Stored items
+---+

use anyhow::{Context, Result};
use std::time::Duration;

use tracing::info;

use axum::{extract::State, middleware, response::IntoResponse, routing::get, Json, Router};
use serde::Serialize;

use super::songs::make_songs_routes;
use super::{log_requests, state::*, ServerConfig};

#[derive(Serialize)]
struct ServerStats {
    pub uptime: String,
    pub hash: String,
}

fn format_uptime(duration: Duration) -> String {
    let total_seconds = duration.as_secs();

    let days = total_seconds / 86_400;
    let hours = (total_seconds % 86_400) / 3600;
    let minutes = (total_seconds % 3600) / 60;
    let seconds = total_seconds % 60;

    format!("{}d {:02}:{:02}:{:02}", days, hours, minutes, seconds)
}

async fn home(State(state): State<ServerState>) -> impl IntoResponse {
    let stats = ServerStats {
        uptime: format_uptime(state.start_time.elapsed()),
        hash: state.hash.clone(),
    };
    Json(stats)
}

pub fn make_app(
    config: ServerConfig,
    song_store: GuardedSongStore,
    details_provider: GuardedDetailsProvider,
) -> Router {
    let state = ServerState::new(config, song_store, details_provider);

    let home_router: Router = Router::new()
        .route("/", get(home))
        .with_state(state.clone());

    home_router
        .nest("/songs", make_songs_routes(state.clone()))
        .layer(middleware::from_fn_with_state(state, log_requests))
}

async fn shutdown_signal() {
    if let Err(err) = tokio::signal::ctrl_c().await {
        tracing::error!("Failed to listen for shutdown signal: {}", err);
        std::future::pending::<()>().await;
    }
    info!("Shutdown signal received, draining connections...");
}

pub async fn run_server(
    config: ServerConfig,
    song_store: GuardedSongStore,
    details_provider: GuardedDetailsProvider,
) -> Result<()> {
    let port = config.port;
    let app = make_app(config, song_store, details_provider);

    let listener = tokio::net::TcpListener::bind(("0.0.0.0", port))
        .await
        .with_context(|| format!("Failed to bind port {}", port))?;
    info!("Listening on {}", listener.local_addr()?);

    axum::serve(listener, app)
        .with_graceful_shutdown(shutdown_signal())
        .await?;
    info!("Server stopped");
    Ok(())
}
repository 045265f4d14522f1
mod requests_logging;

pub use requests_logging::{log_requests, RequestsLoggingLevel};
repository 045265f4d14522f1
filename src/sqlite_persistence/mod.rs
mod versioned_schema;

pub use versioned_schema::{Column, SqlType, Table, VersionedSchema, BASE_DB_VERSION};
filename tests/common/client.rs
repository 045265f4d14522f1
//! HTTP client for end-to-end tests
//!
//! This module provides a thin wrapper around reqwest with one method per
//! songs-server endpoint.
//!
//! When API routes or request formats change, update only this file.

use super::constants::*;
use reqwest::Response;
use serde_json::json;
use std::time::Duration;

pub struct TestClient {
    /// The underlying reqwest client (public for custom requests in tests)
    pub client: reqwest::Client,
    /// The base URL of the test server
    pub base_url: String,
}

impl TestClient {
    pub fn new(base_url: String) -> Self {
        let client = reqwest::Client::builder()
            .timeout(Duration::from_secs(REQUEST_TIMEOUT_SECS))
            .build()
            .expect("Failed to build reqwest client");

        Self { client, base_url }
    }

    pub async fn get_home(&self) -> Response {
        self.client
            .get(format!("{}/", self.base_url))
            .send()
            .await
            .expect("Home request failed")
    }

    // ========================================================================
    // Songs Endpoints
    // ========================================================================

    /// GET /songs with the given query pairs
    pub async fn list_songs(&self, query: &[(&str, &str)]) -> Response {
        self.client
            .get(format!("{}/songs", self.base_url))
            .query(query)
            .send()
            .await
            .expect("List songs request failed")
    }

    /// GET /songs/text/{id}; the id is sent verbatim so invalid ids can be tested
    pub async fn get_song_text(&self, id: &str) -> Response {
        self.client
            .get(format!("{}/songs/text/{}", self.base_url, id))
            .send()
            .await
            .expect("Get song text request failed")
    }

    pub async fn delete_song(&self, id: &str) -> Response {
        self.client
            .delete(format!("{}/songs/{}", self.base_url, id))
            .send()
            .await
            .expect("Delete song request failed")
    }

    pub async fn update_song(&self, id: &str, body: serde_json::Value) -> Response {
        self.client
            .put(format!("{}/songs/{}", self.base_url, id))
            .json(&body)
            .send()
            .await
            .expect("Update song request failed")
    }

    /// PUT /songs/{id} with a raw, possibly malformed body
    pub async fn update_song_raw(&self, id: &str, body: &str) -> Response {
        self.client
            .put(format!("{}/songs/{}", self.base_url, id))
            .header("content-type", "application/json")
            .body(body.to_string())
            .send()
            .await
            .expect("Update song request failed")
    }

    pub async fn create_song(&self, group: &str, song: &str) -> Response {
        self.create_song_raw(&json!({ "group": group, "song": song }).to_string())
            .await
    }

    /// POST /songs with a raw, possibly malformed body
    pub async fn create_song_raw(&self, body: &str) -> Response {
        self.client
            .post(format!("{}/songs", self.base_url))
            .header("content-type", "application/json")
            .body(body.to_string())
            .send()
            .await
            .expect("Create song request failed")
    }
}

+---+

• Work required
Task for the records above: copy every line in which the word "struct" occurs.

• Response
struct ServerStats {
pub struct TestClient {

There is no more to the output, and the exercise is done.